Staff told of racist, sexist and homophobic comments and behaviours which had gone unchallenged or been dismissed as “banter”, according to a report from His Majesty’s Inspectorate of Constabulary and Fire & Rescue Services (HMICFRS).
An example included an incident involving two firemen joking with a female firefighter that they were “going to rape her” and the three of them then acted out the rape together.
Other incidents reported to inspectors included a senior officer referring to a black colleague using the “n-word” and putting it down to “having a laugh”, homophobic abuse found written on a firefighter’s locker, and men using women’s toilets and women not feeling confident to challenge this.
Inspectors warn that the incidents uncovered may just be “the tip of the iceberg” and found that bullying, harassment and discrimination are, to varying degrees, still problems in all services.
The report makes 35 recommendations focusing on the values and culture of all 44 fire and rescue services (FRSs) in England and draws on the evidence collected through its inspections since 2018.
His Majesty’s Inspector of Fire & Rescue Services Roy Wilsher said he was “shocked and appalled” by some of the findings, and said he thought a lot of the behaviour was “from the dim, distant past”.
Asked whether it is possible that there are “predators” in the Fire Services like those that have been found to exist in police forces, Mr Wilsher told reporters: “I could not exclude that possibility.”
The report said: “The public deserves assurance that the FRS staff they come into contact with have been subject to background checks prior to carrying out these roles.
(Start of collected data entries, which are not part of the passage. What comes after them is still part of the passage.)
//! Feature pipelines.
//!
//! Every pipeline is a fixed sequence of fallible stages. The first failing stage
//! ends the run and its error is returned unchanged; later stages never run.
//! Video pipelines run inside a temporary workspace that is removed afterwards.

pub mod extract;
pub mod recipe;
pub mod summary;

pub use extract::{ExtractType, VideoExtractOptions, VideoExtractResult};
pub use recipe::{RecipeFromHtmlOptions, RecipeFromVideoOptions, RecipeResult};
pub use summary::{SummaryFromHtmlOptions, SummaryFromVideoOptions, SummaryResult};

use std::path::{Path, PathBuf};
use std::sync::Arc;
use std::time::Duration;

use crate::archive::{create_archive, plan_entries, ArchiveConfig, ArchiveSources};
use crate::config::Config;
use crate::extractors::whisper::WhisperModel;
use crate::extractors::{
    CookieConfig, DownloadOptions, Downloader, TimeRange, TranscribeOptions, Transcriber, VideoArtifact,
    VideoMetadata, WebpageFetcher, WebpageResult, WebpageSource, WhisperTranscriber, YtDlpDownloader,
};
use crate::llm::{default_policy, GeminiProvider, ModelClient};
use crate::result::WithError;
use crate::utils::{is_valid_language_code, language_name, normalize_language};
use crate::workspace::DEFAULT_PREFIX;
use crate::InsightError;

/// The collaborators every pipeline runs against
pub struct InsightPipeline {
    downloader: Arc<dyn Downloader>,
    transcriber: Arc<dyn Transcriber>,
    webpage: Arc<dyn WebpageSource>,
    model: ModelClient,
    workspace_prefix: String,
    transcription_defaults: TranscribeOptions,
}

impl InsightPipeline {
    pub fn new(
        downloader: Arc<dyn Downloader>,
        transcriber: Arc<dyn Transcriber>,
        webpage: Arc<dyn WebpageSource>,
        model: ModelClient,
    ) -> Self {
        Self {
            downloader,
            transcriber,
            webpage,
            model,
            workspace_prefix: DEFAULT_PREFIX.to_string(),
            transcription_defaults: TranscribeOptions {
                model: Some(WhisperModel::Turbo),
                verbose: Some(false),
                ..Default::default()
            },
        }
    }

    /// Production wiring: yt-dlp, whisper, the HTTP fetcher and Gemini.
    pub fn from_config(config: &Config, api_key: String) -> WithError<Self> {
        let whisper_model: WhisperModel = config
            .transcription
            .model
            .parse()
            .map_err(InsightError::Config)?;

        let provider = GeminiProvider::with_settings(
            api_key,
            &config.llm.base_url,
            Duration::from_secs(config.llm.request_timeout_secs),
        );
        let model = ModelClient::new(Arc::new(provider)).with_policy(default_policy(
            config.llm.max_retries,
            Duration::from_millis(config.llm.initial_delay_ms),
        ));

        Ok(Self::new(
            Arc::new(YtDlpDownloader::new()),
            Arc::new(WhisperTranscriber::new()),
            Arc::new(WebpageFetcher::default()),
            model,
        )
        .with_workspace_prefix(&config.app.temp_prefix)
        .with_transcription_defaults(TranscribeOptions {
            model: Some(whisper_model),
            device: config.transcription.device,
            verbose: Some(false),
            ..Default::default()
        }))
    }

    pub fn with_workspace_prefix(mut self, prefix: &str) -> Self {
        self.workspace_prefix = prefix.to_string();
        self
    }

    pub fn with_transcription_defaults(mut self, options: TranscribeOptions) -> Self {
        self.transcription_defaults = options;
        self
    }

    fn workspace_prefix(&self) -> Option<&str> {
        Some(self.workspace_prefix.as_str())
    }

    async fn download(
        &self,
        dir: &Path,
        url: &str,
        cookies: Option<&CookieConfig>,
        time_range: Option<TimeRange>,
    ) -> WithError<VideoArtifact> {
        let options = DownloadOptions {
            cookies: cookies.cloned(),
            time_range,
            ..Default::default()
        };

        self.downloader
            .download(url, dir, &options)
            .await
            .map_err(|e| InsightError::Download(e.to_string()))
    }

    async fn transcribe(&self, artifact: &VideoArtifact, dir: &Path, language: Option<&str>) -> WithError<String> {
        let mut options = self.transcription_defaults.clone();
        if let Some(code) = language {
            options.language = Some(code.to_string());
        }

        self.transcriber
            .transcribe(&artifact.media_path, dir, &options)
            .await
            .map_err(|e| InsightError::Transcription(e.to_string()))
    }

    /// Sidecar metadata. A missing sidecar yields empty metadata; a malformed one is an error.
    async fn load_metadata(&self, artifact: &VideoArtifact) -> WithError<VideoMetadata> {
        if !artifact.metadata_path.exists() {
            tracing::warn!(path = %artifact.metadata_path.display(), "No metadata sidecar, continuing without description");
            return Ok(VideoMetadata::default());
        }
        VideoMetadata::load(&artifact.metadata_path).await
    }

    async fn fetch_article(&self, url: &str) -> WithError<WebpageResult> {
        self.webpage
            .fetch_article(url)
            .await
            .map_err(|e| InsightError::Webpage(e.to_string()))
    }

    async fn package(&self, config: &ArchiveConfig, sources: ArchiveSources<'_>) -> WithError<PathBuf> {
        let entries = plan_entries(config, &sources);
        create_archive(&config.output_path, entries).await
    }
}

/// Resolve an output language given as a code or a name to its English name
pub(crate) fn resolve_output_language(language: &str) -> WithError<&'static str> {
    normalize_language(language)
        .ok_or_else(|| InsightError::Validation(format!("Unsupported output language: {}", language)))
}

/// Validate a spoken-language code and return its English name
pub(crate) fn resolve_video_language(code: Option<&str>) -> WithError<Option<&'static str>> {
    match code {
        None => Ok(None),
        Some(code) if is_valid_language_code(code) => Ok(language_name(code)),
        Some(code) => Err(InsightError::Validation(format!(
            "Unsupported video language code: {}",
            code
        ))),
    }
}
This is particularly important when considering the link between effective background checks and cultures of misogyny and predatory behaviour seen in policing.
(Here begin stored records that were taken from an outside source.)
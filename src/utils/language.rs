//! Languages understood by Whisper, keyed by ISO code.

/// `(code, English name)` pairs
pub const LANGUAGES: &[(&str, &str)] = &[
    ("af", "Afrikaans"),
    ("am", "Amharic"),
    ("ar", "Arabic"),
    ("as", "Assamese"),
    ("az", "Azerbaijani"),
    ("ba", "Bashkir"),
    ("be", "Belarusian"),
    ("bg", "Bulgarian"),
    ("bn", "Bengali"),
    ("bo", "Tibetan"),
    ("br", "Breton"),
    ("bs", "Bosnian"),
    ("ca", "Catalan"),
    ("cs", "Czech"),
    ("cy", "Welsh"),
    ("da", "Danish"),
    ("de", "German"),
    ("el", "Greek"),
    ("en", "English"),
    ("es", "Spanish"),
    ("et", "Estonian"),
    ("eu", "Basque"),
    ("fa", "Persian"),
    ("fi", "Finnish"),
    ("fo", "Faroese"),
    ("fr", "French"),
    ("gl", "Galician"),
    ("gu", "Gujarati"),
    ("ha", "Hausa"),
    ("haw", "Hawaiian"),
    ("he", "Hebrew"),
    ("hi", "Hindi"),
    ("hr", "Croatian"),
    ("ht", "Haitian Creole"),
    ("hu", "Hungarian"),
    ("hy", "Armenian"),
    ("id", "Indonesian"),
    ("is", "Icelandic"),
    ("it", "Italian"),
    ("ja", "Japanese"),
    ("jw", "Javanese"),
    ("ka", "Georgian"),
    ("kk", "Kazakh"),
    ("km", "Khmer"),
    ("kn", "Kannada"),
    ("ko", "Korean"),
    ("la", "Latin"),
    ("lb", "Luxembourgish"),
    ("ln", "Lingala"),
    ("lo", "Lao"),
    ("lt", "Lithuanian"),
    ("lv", "Latvian"),
    ("mg", "Malagasy"),
    ("mi", "Maori"),
    ("mk", "Macedonian"),
    ("ml", "Malayalam"),
    ("mn", "Mongolian"),
    ("mr", "Marathi"),
    ("ms", "Malay"),
    ("mt", "Maltese"),
    ("my", "Myanmar"),
    ("ne", "Nepali"),
    ("nl", "Dutch"),
    ("nn", "Norwegian Nynorsk"),
    ("no", "Norwegian"),
    ("oc", "Occitan"),
    ("pa", "Punjabi"),
    ("pl", "Polish"),
    ("ps", "Pashto"),
    ("pt", "Portuguese"),
    ("ro", "Romanian"),
    ("ru", "Russian"),
    ("sa", "Sanskrit"),
    ("sd", "Sindhi"),
    ("si", "Sinhala"),
    ("sk", "Slovak"),
    ("sl", "Slovenian"),
    ("sn", "Shona"),
    ("so", "Somali"),
    ("sq", "Albanian"),
    ("sr", "Serbian"),
    ("su", "Sundanese"),
    ("sv", "Swedish"),
    ("sw", "Swahili"),
    ("ta", "Tamil"),
    ("te", "Telugu"),
    ("tg", "Tajik"),
    ("th", "Thai"),
    ("tk", "Turkmen"),
    ("tl", "Tagalog"),
    ("tr", "Turkish"),
    ("tt", "Tatar"),
    ("uk", "Ukrainian"),
    ("ur", "Urdu"),
    ("uz", "Uzbek"),
    ("vi", "Vietnamese"),
    ("yi", "Yiddish"),
    ("yo", "Yoruba"),
    ("yue", "Cantonese"),
    ("zh", "Chinese"),
];

/// English name for a Whisper language code
pub fn language_name(code: &str) -> Option<&'static str> {
    let code = code.trim().to_lowercase();
    LANGUAGES
        .iter()
        .find(|(c, _)| *c == code)
        .map(|(_, name)| *name)
}

pub fn is_valid_language_code(code: &str) -> bool {
    language_name(code).is_some()
}

/// Resolve either a code (`es`) or a name (`Spanish`, any case) to the English name
pub fn normalize_language(lang: &str) -> Option<&'static str> {
    let trimmed = lang.trim();
    language_name(trimmed).or_else(|| {
        LANGUAGES
            .iter()
            .find(|(_, name)| name.eq_ignore_ascii_case(trimmed))
            .map(|(_, name)| *name)
    })
}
“It is also important in light of the examples of inappropriate behaviour from firefighters towards members of their communities set out in recent allegations.”
‘An old boys’ club’
Inspectors are calling for appropriate background checks on all firefighters and staff, and for new misconduct standards to be introduced, including placing staff found to have committed gross misconduct on a national barred list to protect other services and the public.
In several services, inspectors found a worrying trend of staff not raising concerns if they felt they were not part of an “old boys’ club”, while others felt reluctant to challenge inappropriate behaviour over fears it would affect their prospects. Staff reported fearing getting a “negative mark” against their name and being told it would be “career suicide” to do so.
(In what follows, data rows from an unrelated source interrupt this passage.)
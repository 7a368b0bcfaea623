//! Video Insights - turn cooking videos and webpages into structured recipes and notes
//!
//! This library chains external tools (yt-dlp, Whisper), an HTML readability extractor
//! and a Gemini model call into short, fallible pipelines. Every stage reports failure
//! through [`WithError`] instead of panicking, and the model call is retried with a
//! bounded, pluggable policy.

pub mod archive;
pub mod bulk;
pub mod cli;
pub mod config;
pub mod extractors;
pub mod llm;
pub mod output;
pub mod pipeline;
pub mod prompts;
pub mod response;
pub mod result;
pub mod retry;
pub mod utils;
pub mod workspace;

pub use cli::{Cli, Commands};
pub use config::Config;
pub use extractors::{CookieConfig, TimeRange, VideoArtifact};
pub use pipeline::InsightPipeline;
pub use response::{ModelResponse, OutputFormat};
pub use result::WithError;
pub use retry::RetryPolicy;

/// Result type used by the application layer (CLI, config, bulk driver)
pub type Result<T> = anyhow::Result<T>;

/// Error types reported by the pipelines and their stages
#[derive(thiserror::Error, Debug, Clone, PartialEq, Eq)]
pub enum InsightError {
    #[error("Failed to download video: {0}")]
    Download(String),

    #[error("Failed to process video: {0}")]
    Transcription(String),

    #[error("Failed to read video metadata: {0}")]
    Metadata(String),

    #[error("Failed to fetch webpage: {0}")]
    Webpage(String),

    #[error("Model API error: {0}")]
    Model(String),

    #[error("Failed to parse JSON response: {0}")]
    Parse(String),

    #[error("Archive creation failed: {0}")]
    Archive(String),

    #[error("Temporary workspace error: {0}")]
    Workspace(String),

    #[error("{0}")]
    Validation(String),

    #[error("Configuration error: {0}")]
    Config(String),
}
The report also said all staff – particularly those in emergency service roles where the lives of both staff and members of the public are at risk – need reporting processes they trust as safe, without fear of any reprisals.
Mr Wilsher said the culture across too much of the fire sector is “stagnant and needs to be brought into the 21st century”. He said there was evidence of low trust in grievance procedures in 13 Fire & Rescue Services, adding that a staff survey showed that workers from ethnic minority backgrounds who have experienced bullying or harassment are less likely to report it than white members of staff.
He said: “Our findings shine a light on deeply troubling bullying and harassment in fire and rescue services across the country – and I fear this could be just the tip of the iceberg. Firefighters can be called upon to do an incredibly difficult job. They should be able to trust each other implicitly, just as the public need to be able to trust them.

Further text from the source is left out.